Selection of courses for Pakistani students has always been a tricky part of their education. As we have a major problem of lack of counseling. Apart from the compulsory courses, which are English language, Islamiat, Pakistan Studies, Mathematics, and Urdu language, students can select up to five optional courses at O&A-levels. However, teachers and institutions recommend a maximum of three owing to the already existing workload. It is advisable for courses to be taken as complementary since it is of no viable use to select subjects which belong to a totally different area of study.
How to select subjects for O-Level and A-Level Guide
The most important thing in selection of courses is that
- Judge Yourself:
Look deep inside yourself and ask yourself what subject interest you the most. What are your dreams and hobbies? For example, do you love reading books? Then English Literature should definitely be one of the subjects that you should choose. Do you enjoy science because chemical equations can never bore you? Then you should consider taking up subjects like Chemistry.
- Follow Your Heart:
Some students choose their subjects because their close friends are choosing those subjects, while other gives in to parental pressure. So they end up choosing subjects that their parents think is best for them. If you are one such student, let me ask you this: will your friend or parent be living your life? Therefore, you need to decide for yourself what is right for you. You can ask for your friends and family’s opinions, after all they know you the best. But at the end of the day, the final decision should be from your heart.
- Think Harder And Harder Before You Take A Step:
Choosing of subjects is not just a time being scenario but a decision for life. So make sure that you think and ponder upon it again and again. Because once you have chosen your subject there is no turning back. Make sure, subjects you choose are just right for your taste and your future.

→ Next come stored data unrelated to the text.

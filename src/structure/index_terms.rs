//! Back-of-book index terms.
//!
//! `indexterm` markers are collected into a two-level lookup: primary term to
//! occurrences, and primary term to secondary term to occurrences. Terms are
//! ordered with a [`Collator`].

use std::cmp::Ordering;
use std::collections::HashMap;

use crate::dom::{Document, NodeId};
use crate::error::{Error, Result};
use crate::model::ElementKind;

/// Multi-level string comparison for index terms.
///
/// Levels, from strongest to weakest:
/// 1. base characters: case and Latin diacritics ignored; whitespace and
///    punctuation sort before digits, digits before letters
/// 2. diacritics: unaccented before accented
/// 3. case: lower before upper
/// 4. code points, so distinct strings never compare equal
///
/// The language of the locale picks the alphabet: in Swedish "ä" is a letter
/// of its own after "z", in Spanish "ñ" follows "n".
#[derive(Debug, Clone, PartialEq, Eq)]
pub struct Collator {
    locale: String,
    alphabet: Alphabet,
}

impl Default for Collator {
    fn default() -> Self {
        Self {
            locale: "und".to_string(),
            alphabet: Alphabet::Latin,
        }
    }
}

impl Collator {
    /// Collator for a BCP 47 language tag such as `en-US` or `de`.
    pub fn for_locale(tag: &str) -> Result<Self> {
        let tag = tag.trim();
        if !is_language_tag(tag) {
            return Err(Error::Config(format!(
                "invalid locale {tag:?}; expected a language tag like \"en-US\""
            )));
        }
        let language = tag.split(['-', '_']).next().unwrap_or_default();
        Ok(Self {
            locale: tag.replace('_', "-"),
            alphabet: Alphabet::for_language(language),
        })
    }

    pub fn locale(&self) -> &str {
        &self.locale
    }

    pub fn compare(&self, a: &str, b: &str) -> Ordering {
        let primary = |s: &str| s.chars().map(|c| self.primary_weight(c)).collect::<Vec<_>>();
        let accents = |s: &str| s.chars().map(|c| self.is_accented(c)).collect::<Vec<_>>();
        primary(a)
            .cmp(&primary(b))
            .then_with(|| accents(a).cmp(&accents(b)))
            .then_with(|| {
                a.chars()
                    .map(char::is_uppercase)
                    .cmp(b.chars().map(char::is_uppercase))
            })
            .then_with(|| a.cmp(b))
    }

    /// Character class, base letter, and position among the letters the
    /// alphabet sorts right after that base letter.
    fn primary_weight(&self, c: char) -> (u8, char, u8) {
        let class = if c.is_whitespace() {
            0
        } else if c.is_alphabetic() {
            3
        } else if c.is_numeric() {
            2
        } else {
            1
        };
        match self.alphabet.extra_letter(lower(c)) {
            Some(letter) => (class, letter.after, letter.position),
            None => (class, fold(c), 0),
        }
    }

    fn is_accented(&self, c: char) -> bool {
        match self.alphabet.extra_letter(lower(c)) {
            Some(letter) => letter.variant,
            None => fold(c) != lower(c),
        }
    }
}

/// Letters an alphabet has beyond the basic Latin ones.
#[derive(Debug, Clone, Copy, PartialEq, Eq)]
enum Alphabet {
    Latin,
    /// Swedish and Finnish: å ä ö after z.
    Swedish,
    /// Danish and Norwegian: æ ø å after z.
    Danish,
    /// Spanish: ñ after n.
    Spanish,
}

struct ExtraLetter {
    after: char,
    position: u8,
    /// Spelling variant of the letter, like Danish "ä" for "æ".
    variant: bool,
}

impl Alphabet {
    fn for_language(language: &str) -> Self {
        match language.to_ascii_lowercase().as_str() {
            "sv" | "fi" => Alphabet::Swedish,
            "da" | "nb" | "nn" | "no" => Alphabet::Danish,
            "es" => Alphabet::Spanish,
            _ => Alphabet::Latin,
        }
    }

    /// `c` must be lower case.
    fn extra_letter(self, c: char) -> Option<ExtraLetter> {
        let (after, position, variant) = match (self, c) {
            (Alphabet::Swedish, 'å') => ('z', 1, false),
            (Alphabet::Swedish, 'ä') => ('z', 2, false),
            (Alphabet::Swedish, 'æ') => ('z', 2, true),
            (Alphabet::Swedish, 'ö') => ('z', 3, false),
            (Alphabet::Swedish, 'ø') => ('z', 3, true),
            (Alphabet::Danish, 'æ') => ('z', 1, false),
            (Alphabet::Danish, 'ä') => ('z', 1, true),
            (Alphabet::Danish, 'ø') => ('z', 2, false),
            (Alphabet::Danish, 'ö') => ('z', 2, true),
            (Alphabet::Danish, 'å') => ('z', 3, false),
            (Alphabet::Spanish, 'ñ') => ('n', 1, false),
            _ => return None,
        };
        Some(ExtraLetter {
            after,
            position,
            variant,
        })
    }
}

/// Language subtag of 2-3 letters (or `und`), then alphanumeric subtags of up
/// to 8 characters.
fn is_language_tag(tag: &str) -> bool {
    let mut subtags = tag.split(['-', '_']);
    let Some(language) = subtags.next() else {
        return false;
    };
    (2..=3).contains(&language.len())
        && language.chars().all(|c| c.is_ascii_alphabetic())
        && subtags.all(|s| (1..=8).contains(&s.len()) && s.chars().all(|c| c.is_ascii_alphanumeric()))
}

fn lower(c: char) -> char {
    c.to_lowercase().next().unwrap_or(c)
}

/// Lower-case base letter of Latin-1 and Latin Extended-A letters.
fn fold(c: char) -> char {
    match lower(c) {
        'à'..='å' | 'ā' | 'ă' | 'ą' => 'a',
        'ç' | 'ć' | 'ĉ' | 'ċ' | 'č' => 'c',
        'ď' | 'đ' => 'd',
        'è'..='ë' | 'ē' | 'ĕ' | 'ė' | 'ę' | 'ě' => 'e',
        'ĝ' | 'ğ' | 'ġ' | 'ģ' => 'g',
        'ĥ' | 'ħ' => 'h',
        'ì'..='ï' | 'ĩ' | 'ī' | 'ĭ' | 'į' | 'ı' => 'i',
        'ĵ' => 'j',
        'ķ' => 'k',
        'ĺ' | 'ļ' | 'ľ' | 'ŀ' | 'ł' => 'l',
        'ñ' | 'ń' | 'ņ' | 'ň' => 'n',
        'ò'..='ö' | 'ø' | 'ō' | 'ŏ' | 'ő' => 'o',
        'ŕ' | 'ŗ' | 'ř' => 'r',
        'ś' | 'ŝ' | 'ş' | 'š' => 's',
        'ţ' | 'ť' | 'ŧ' => 't',
        'ù'..='ü' | 'ũ' | 'ū' | 'ŭ' | 'ů' | 'ű' | 'ų' => 'u',
        'ŵ' => 'w',
        'ý' | 'ÿ' | 'ŷ' => 'y',
        'ź' | 'ż' | 'ž' => 'z',
        other => other,
    }
}

/// Secondary term under a primary one.
#[derive(Debug, Clone, PartialEq, Eq)]
pub struct SecondaryTerm {
    pub text: String,
    /// `indexterm` elements, in document order.
    pub occurrences: Vec<NodeId>,
}

/// Two-level index term lookup.
#[derive(Debug, Clone, Default)]
pub struct IndexTermIndex {
    collator: Collator,
    primary: HashMap<String, Vec<NodeId>>,
    /// Kept in collation order.
    secondary: HashMap<String, Vec<SecondaryTerm>>,
    sorted_primary: Vec<String>,
}

impl IndexTermIndex {
    pub fn new(collator: Collator) -> Self {
        Self {
            collator,
            ..Self::default()
        }
    }

    /// Record an occurrence of a term.
    ///
    /// The occurrence is added to the primary list even when it has a
    /// secondary term, so the primary list holds every occurrence.
    pub fn add(&mut self, primary: &str, secondary: Option<&str>, occurrence: NodeId) {
        self.primary
            .entry(primary.to_string())
            .or_default()
            .push(occurrence);

        let Some(secondary) = secondary else {
            return;
        };
        let terms = self.secondary.entry(primary.to_string()).or_default();
        match terms.binary_search_by(|t| self.collator.compare(&t.text, secondary)) {
            Ok(i) => terms[i].occurrences.push(occurrence),
            Err(i) => terms.insert(
                i,
                SecondaryTerm {
                    text: secondary.to_string(),
                    occurrences: vec![occurrence],
                },
            ),
        }
    }

    /// Sort the primary terms. Called once all terms are added.
    pub fn finish(&mut self) {
        let mut terms: Vec<String> = self.primary.keys().cloned().collect();
        terms.sort_by(|a, b| self.collator.compare(a, b));
        self.sorted_primary = terms;
    }

    /// Primary terms in collation order.
    pub fn primary_terms(&self) -> &[String] {
        &self.sorted_primary
    }

    /// Every occurrence of a primary term, in document order.
    pub fn occurrences(&self, primary: &str) -> &[NodeId] {
        self.primary.get(primary).map_or(&[], Vec::as_slice)
    }

    /// Secondary terms of a primary term, in collation order.
    pub fn secondary_terms(&self, primary: &str) -> &[SecondaryTerm] {
        self.secondary.get(primary).map_or(&[], Vec::as_slice)
    }

    pub fn secondary_occurrences(&self, primary: &str, secondary: &str) -> &[NodeId] {
        self.secondary_terms(primary)
            .iter()
            .find(|t| t.text == secondary)
            .map_or(&[], |t| t.occurrences.as_slice())
    }

    pub fn contains(&self, primary: &str) -> bool {
        self.primary.contains_key(primary)
    }

    /// Number of distinct primary terms.
    pub fn len(&self) -> usize {
        self.primary.len()
    }

    pub fn is_empty(&self) -> bool {
        self.primary.is_empty()
    }

    pub fn collator(&self) -> &Collator {
        &self.collator
    }
}

/// Primary and optional secondary text of an `indexterm` element.
pub fn term_texts(doc: &Document, indexterm: NodeId) -> Result<(String, Option<String>)> {
    let Some(primary) = doc.child_of_kind(indexterm, ElementKind::Primary) else {
        return Err(Error::structure(format!(
            "{} has no \"primary\" child element.",
            doc.describe_cap(indexterm)
        )));
    };
    let primary_text = leading_text(doc, primary);
    if primary_text.is_empty() {
        return Err(Error::structure(format!(
            "{} has an empty \"primary\" element.",
            doc.describe_cap(indexterm)
        )));
    }

    let secondary_text = doc
        .child_of_kind(indexterm, ElementKind::Secondary)
        .map(|s| leading_text(doc, s))
        .filter(|s| !s.is_empty());
    Ok((primary_text, secondary_text))
}

/// The first child's text, trimmed. Falls back to the whole text content
/// when markup comes first.
fn leading_text(doc: &Document, element: NodeId) -> String {
    match doc.children(element).next().and_then(|c| doc.text(c)) {
        Some(text) => text.trim().to_string(),
        None => doc.text_content(element).trim().to_string(),
    }
}

#[cfg(test)]
mod tests {
    use super::*;
    use crate::dom::parse_str;

    fn sorted(words: &[&str]) -> Vec<String> {
        sorted_for(&Collator::default(), words)
    }

    fn sorted_for(collator: &Collator, words: &[&str]) -> Vec<String> {
        let mut v: Vec<String> = words.iter().map(|s| s.to_string()).collect();
        v.sort_by(|a, b| collator.compare(a, b));
        v
    }

    #[test]
    fn test_collation_ignores_case_and_accents_first() {
        assert_eq!(
            sorted(&["zebra", "Apple", "éclair", "banana", "apple", "Eclair"]),
            ["apple", "Apple", "banana", "Eclair", "éclair", "zebra"]
        );
    }

    #[test]
    fn test_collation_puts_symbols_and_digits_first() {
        assert_eq!(sorted(&["beta", "2nd", "#include", "alpha"]), ["#include", "2nd", "alpha", "beta"]);
    }

    #[test]
    fn test_collation_never_ties_distinct_strings() {
        let collator = Collator::default();
        assert_eq!(collator.compare("a", "a"), Ordering::Equal);
        assert_ne!(collator.compare("ǆ", "dž"), Ordering::Equal);
    }

    #[test]
    fn test_locale_alphabets() {
        let words = ["zebra", "Äpple", "apfel", "ödla", "ost"];
        let german = Collator::for_locale("de-DE").unwrap();
        let swedish = Collator::for_locale("sv-SE").unwrap();
        assert_eq!(sorted_for(&german, &words), ["apfel", "Äpple", "ödla", "ost", "zebra"]);
        assert_eq!(sorted_for(&swedish, &words), ["apfel", "ost", "zebra", "Äpple", "ödla"]);

        let danish = Collator::for_locale("da").unwrap();
        assert_eq!(sorted_for(&danish, &["å", "ø", "æ", "z"]), ["z", "æ", "ø", "å"]);
        assert_eq!(sorted_for(&swedish, &["ö", "ä", "å", "z"]), ["z", "å", "ä", "ö"]);

        let spanish = Collator::for_locale("es").unwrap();
        assert_eq!(sorted_for(&spanish, &["oso", "ñandú", "nube"]), ["nube", "ñandú", "oso"]);
        assert_eq!(sorted_for(&german, &["oso", "ñandú", "nube"]), ["ñandú", "nube", "oso"]);
    }

    #[test]
    fn test_locale_tags() {
        assert_eq!(Collator::for_locale("en_US").unwrap().locale(), "en-US");
        assert!(Collator::for_locale("de").is_ok());
        assert!(Collator::for_locale("zh-Hant-TW").is_ok());
        assert!(Collator::for_locale("").is_err());
        assert!(Collator::for_locale("english").is_err());
        assert!(Collator::for_locale("en US").is_err());
    }

    #[test]
    fn test_primary_list_holds_all_occurrences() {
        let mut index = IndexTermIndex::default();
        index.add("Cache", None, NodeId(5));
        index.add("Cache", Some("eviction"), NodeId(9));
        index.add("Buffer", Some("ring"), NodeId(12));
        index.finish();

        assert_eq!(index.occurrences("Cache"), [NodeId(5), NodeId(9)]);
        assert_eq!(index.secondary_occurrences("Cache", "eviction"), [NodeId(9)]);
        assert_eq!(index.primary_terms(), ["Buffer", "Cache"]);
        assert_eq!(index.len(), 2);
        assert!(index.occurrences("Missing").is_empty());
    }

    #[test]
    fn test_secondary_terms_in_collation_order() {
        let mut index = IndexTermIndex::default();
        for (i, term) in ["writes", "Reads", "eviction", "reads"].iter().enumerate() {
            index.add("Cache", Some(term), NodeId(i as u32));
        }
        let texts: Vec<_> = index
            .secondary_terms("Cache")
            .iter()
            .map(|t| t.text.as_str())
            .collect();
        assert_eq!(texts, ["eviction", "reads", "Reads", "writes"]);
    }

    #[test]
    fn test_term_texts() {
        let doc = parse_str(
            r#"<para xmlns="http://docbook.org/ns/docbook">
                <indexterm><primary>  Cache </primary><secondary>eviction</secondary></indexterm>
                <indexterm><secondary>orphan</secondary></indexterm>
            </para>"#,
        )
        .unwrap();
        let para = doc.root_element().unwrap();
        let terms: Vec<_> = doc.element_children(para).collect();

        let (primary, secondary) = term_texts(&doc, terms[0]).unwrap();
        assert_eq!(primary, "Cache");
        assert_eq!(secondary.as_deref(), Some("eviction"));

        let err = term_texts(&doc, terms[1]).unwrap_err();
        assert!(err.to_string().contains("no \"primary\""));
    }
}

Although there are 55 courses to choose from, schools and educational institutions offer a limited variety since the staff and teaching faculty is limited. For instance, schools do not generally offer any more courses than those which are widely taken by students and are rendered the most popular. Courses must not be selected randomly and sometimes, in good and renowned institutions, teachers and the school staff sit together to decide which courses a student should be allowed to take based on their past performance in various courses.